WHAT IS REQUIRED –
Below are records; give the number of their lines that hold the word "Duration", and write nothing more.

LISTED RECORDS –
⟨

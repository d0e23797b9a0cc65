//! Ollama chat client.
//!
//! One operation: `chat(system, user, temperature)` with a hard timeout.
//! Mock mode serves deterministic arithmetic items so the full pipeline can
//! run without a model; tests can also enqueue scripted responses.

use std::collections::VecDeque;
use std::sync::atomic::{AtomicU64, Ordering};
use std::sync::Mutex;
use std::time::Duration;

use serde::Deserialize;
use serde_json::json;

use crate::config::LlmConfig;

#[derive(Debug, Clone)]
pub struct ChatOutput {
    pub text: String,
    pub model: String,
    pub full_prompt: String,
}

#[derive(Debug, thiserror::Error)]
pub enum LlmError {
    #[error("llm request timed out")]
    Timeout,
    #[error("llm network error: {0}")]
    Network(String),
    #[error("llm api error: status={status}, message={message}")]
    Api { status: u16, message: String },
    #[error("llm returned malformed JSON: {0}")]
    MalformedJson(String),
}

#[derive(Debug)]
pub struct LlmClient {
    config: LlmConfig,
    client: reqwest::Client,
    mock_counter: AtomicU64,
    mock_queue: Mutex<VecDeque<String>>,
}

#[derive(Debug, Deserialize)]
struct OllamaChatResponse {
    #[serde(default)]
    model: String,
    #[serde(default)]
    message: Option<OllamaMessage>,
}

#[derive(Debug, Deserialize)]
struct OllamaMessage {
    #[serde(default)]
    content: String,
}

impl LlmClient {
    pub fn new(config: &LlmConfig) -> Self {
        let client = reqwest::Client::builder()
            .timeout(Duration::from_secs(config.timeout_secs))
            .build()
            .unwrap_or_else(|_| reqwest::Client::new());
        Self {
            config: config.clone(),
            client,
            mock_counter: AtomicU64::new(0),
            mock_queue: Mutex::new(VecDeque::new()),
        }
    }

    pub fn is_mock(&self) -> bool {
        self.config.mock
    }

    /// Enqueue a canned response, served before the default mock output.
    pub fn push_mock_response(&self, text: impl Into<String>) {
        if let Ok(mut queue) = self.mock_queue.lock() {
            queue.push_back(text.into());
        }
    }

    pub async fn chat(
        &self,
        system_prompt: &str,
        user_prompt: &str,
        temperature: f64,
    ) -> Result<ChatOutput, LlmError> {
        let full_prompt = format!("SYSTEM: {system_prompt}\n\nUSER: {user_prompt}");

        if self.config.mock {
            return Ok(ChatOutput {
                text: self.mock_text(),
                model: "mock".to_string(),
                full_prompt,
            });
        }

        let body = json!({
            "model": self.config.model,
            "messages": [
                {"role": "system", "content": system_prompt},
                {"role": "user", "content": user_prompt},
            ],
            "stream": false,
            "think": false,
            "keep_alive": "30m",
            "options": {
                "num_predict": self.config.max_tokens,
                "temperature": temperature,
            },
        });

        let start = std::time::Instant::now();
        let response = self
            .client
            .post(format!("{}/api/chat", self.config.base_url))
            .json(&body)
            .send()
            .await
            .map_err(|e| {
                if e.is_timeout() {
                    LlmError::Timeout
                } else {
                    LlmError::Network(e.to_string())
                }
            })?;

        let status = response.status();
        if !status.is_success() {
            let message = response.text().await.unwrap_or_default();
            return Err(LlmError::Api {
                status: status.as_u16(),
                message,
            });
        }

        let parsed: OllamaChatResponse = response
            .json()
            .await
            .map_err(|e| LlmError::Network(e.to_string()))?;

        let text = parsed.message.map(|m| m.content).unwrap_or_default();
        let model = if parsed.model.is_empty() {
            self.config.model.clone()
        } else {
            parsed.model
        };

        tracing::info!(
            model = %model,
            chars = text.len(),
            elapsed_ms = start.elapsed().as_millis() as u64,
            "LLM chat completed"
        );

        Ok(ChatOutput {
            text,
            model,
            full_prompt,
        })
    }

    /// Scripted responses first; otherwise a fresh arithmetic item each call
    /// so mock sessions never trip the dedup layers.
    fn mock_text(&self) -> String {
        if let Ok(mut queue) = self.mock_queue.lock() {
            if let Some(next) = queue.pop_front() {
                return next;
            }
        }

        let n = self.mock_counter.fetch_add(1, Ordering::Relaxed) + 2;
        let (a, b) = (n, n + 3);
        json!({
            "question": format!("What is {a} + {b}?"),
            "correct_answer": format!("{}", a + b),
            "explanation": format!("{a} + {b} = {}", a + b),
            "estimated_difficulty": 0.3,
        })
        .to_string()
    }
}

#[cfg(test)]
mod tests {
    use super::*;

    fn mock_config() -> LlmConfig {
        LlmConfig {
            base_url: String::new(),
            model: "test".to_string(),
            mock: true,
            timeout_secs: 1,
            max_tokens: 128,
        }
    }

    #[tokio::test]
    async fn mock_mode_serves_varied_arithmetic() {
        let client = LlmClient::new(&mock_config());
        let first = client.chat("sys", "user", 0.7).await.unwrap();
        let second = client.chat("sys", "user", 0.7).await.unwrap();
        assert_ne!(first.text, second.text);
        assert_eq!(first.model, "mock");

        let parsed: serde_json::Value = serde_json::from_str(&first.text).unwrap();
        assert!(parsed["question"].as_str().unwrap().contains('+'));
    }

    #[tokio::test]
    async fn scripted_responses_take_priority() {
        let client = LlmClient::new(&mock_config());
        client.push_mock_response("{\"custom\": true}");
        let out = client.chat("sys", "user", 0.7).await.unwrap();
        assert_eq!(out.text, "{\"custom\": true}");
    }

    #[tokio::test]
    async fn full_prompt_records_both_parts() {
        let client = LlmClient::new(&mock_config());
        let out = client.chat("SYS-PART", "USER-PART", 0.7).await.unwrap();
        assert!(out.full_prompt.contains("SYS-PART"));
        assert!(out.full_prompt.contains("USER-PART"));
    }
}
use std::collections::HashMap;

use crate::config::AdaptiveConfig;
use crate::constants::MAX_CAS_RETRIES;
use crate::engine::elo::SkillState;
use crate::store::keys;
use crate::store::{Store, StoreError};

impl Store {
    /// Skill state for a (learner, concept) pair. An absent row is
    /// semantically equal to the initial state and is returned as such.
    pub fn get_skill(
        &self,
        learner_id: &str,
        concept_id: &str,
        config: &AdaptiveConfig,
    ) -> Result<SkillState, StoreError> {
        let key = keys::skill_key(learner_id, concept_id);
        match self.skills.get(key.as_bytes())? {
            Some(raw) => Self::deserialize(&raw),
            None => Ok(SkillState::initial(config)),
        }
    }

    /// The raw skill row, `None` when the learner has never practiced the
    /// concept. Callers doing optimistic updates need the distinction.
    pub fn get_skill_row(
        &self,
        learner_id: &str,
        concept_id: &str,
    ) -> Result<Option<SkillState>, StoreError> {
        let key = keys::skill_key(learner_id, concept_id);
        match self.skills.get(key.as_bytes())? {
            Some(raw) => Ok(Some(Self::deserialize(&raw)?)),
            None => Ok(None),
        }
    }

    /// All persisted skill states for a learner, keyed by concept id.
    pub fn skills_for_learner(
        &self,
        learner_id: &str,
    ) -> Result<HashMap<String, SkillState>, StoreError> {
        let prefix = keys::skill_prefix(learner_id);
        let mut skills = HashMap::new();
        for entry in self.skills.scan_prefix(prefix.as_bytes()) {
            let (key_raw, raw) = entry?;
            let key = String::from_utf8_lossy(&key_raw).to_string();
            let Some(concept_id) = key.strip_prefix(&prefix) else {
                continue;
            };
            skills.insert(concept_id.to_string(), Self::deserialize::<SkillState>(&raw)?);
        }
        Ok(skills)
    }

    /// CAS upsert guarding against concurrent updates to the same row.
    /// `expected` is the state that was read before computing the update;
    /// pass `None` when no row existed.
    pub fn upsert_skill(
        &self,
        learner_id: &str,
        concept_id: &str,
        expected: Option<&SkillState>,
        next: &SkillState,
    ) -> Result<(), StoreError> {
        let key = keys::skill_key(learner_id, concept_id);
        let expected_bytes = expected.map(Self::serialize).transpose()?;
        let next_bytes = Self::serialize(next)?;

        for _ in 0..MAX_CAS_RETRIES {
            let current = self.skills.get(key.as_bytes())?;
            let matches = match (&current, &expected_bytes) {
                (None, None) => true,
                (Some(cur), Some(exp)) => cur.as_ref() == exp.as_slice(),
                _ => false,
            };
            if !matches {
                return Err(StoreError::Conflict {
                    entity: "skill".to_string(),
                    key,
                });
            }
            match self.skills.compare_and_swap(
                key.as_bytes(),
                current,
                Some(next_bytes.as_slice()),
            )? {
                Ok(()) => return Ok(()),
                Err(_) => continue,
            }
        }
        Err(StoreError::CasRetryExhausted {
            entity: "skill".to_string(),
            key,
            attempts: MAX_CAS_RETRIES,
        })
    }
}

#[cfg(test)]
mod tests {
    use chrono::Utc;
    use tempfile::tempdir;

    use crate::config::AdaptiveConfig;
    use crate::engine::elo::SkillState;
    use crate::store::Store;

    #[test]
    fn absent_row_is_initial_state() {
        let dir = tempdir().unwrap();
        let store = Store::open(dir.path().join("db").to_str().unwrap()).unwrap();
        let cfg = AdaptiveConfig::default();

        let skill = store.get_skill("l1", "c1", &cfg).unwrap();
        assert_eq!(skill.rating, 800.0);
        assert_eq!(skill.uncertainty, 350.0);
        assert_eq!(skill.total_attempts, 0);
    }

    #[test]
    fn upsert_round_trip() {
        let dir = tempdir().unwrap();
        let store = Store::open(dir.path().join("db").to_str().unwrap()).unwrap();
        let cfg = AdaptiveConfig::default();

        let next = SkillState {
            rating: 845.5,
            uncertainty: 315.0,
            mastery: 0.4,
            total_attempts: 1,
            correct_attempts: 1,
            last_updated: Utc::now(),
        };
        store.upsert_skill("l1", "c1", None, &next).unwrap();

        let got = store.get_skill("l1", "c1", &cfg).unwrap();
        assert_eq!(got.rating, 845.5);
        assert_eq!(got.total_attempts, 1);
    }

    #[test]
    fn stale_expectation_conflicts() {
        let dir = tempdir().unwrap();
        let store = Store::open(dir.path().join("db").to_str().unwrap()).unwrap();
        let cfg = AdaptiveConfig::default();

        let first = SkillState {
            rating: 850.0,
            ..SkillState::initial(&cfg)
        };
        store.upsert_skill("l1", "c1", None, &first).unwrap();

        // A writer that still believes there is no row must fail.
        let second = SkillState {
            rating: 900.0,
            ..SkillState::initial(&cfg)
        };
        assert!(store.upsert_skill("l1", "c1", None, &second).is_err());

        // A writer with the current state succeeds.
        let current = store.get_skill("l1", "c1", &cfg).unwrap();
        store
            .upsert_skill("l1", "c1", Some(&current), &second)
            .unwrap();
        assert_eq!(store.get_skill("l1", "c1", &cfg).unwrap().rating, 900.0);
    }

    #[test]
    fn skills_for_learner_scopes_by_prefix() {
        let dir = tempdir().unwrap();
        let store = Store::open(dir.path().join("db").to_str().unwrap()).unwrap();
        let cfg = AdaptiveConfig::default();

        store
            .upsert_skill("l1", "c1", None, &SkillState::initial(&cfg))
            .unwrap();
        store
            .upsert_skill("l1", "c2", None, &SkillState::initial(&cfg))
            .unwrap();
        store
            .upsert_skill("l2", "c1", None, &SkillState::initial(&cfg))
            .unwrap();

        let skills = store.skills_for_learner("l1").unwrap();
        assert_eq!(skills.len(), 2);
        assert!(skills.contains_key("c1"));
        assert!(skills.contains_key("c2"));
    }
}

⟩

EXPECTED OUTPUT –
2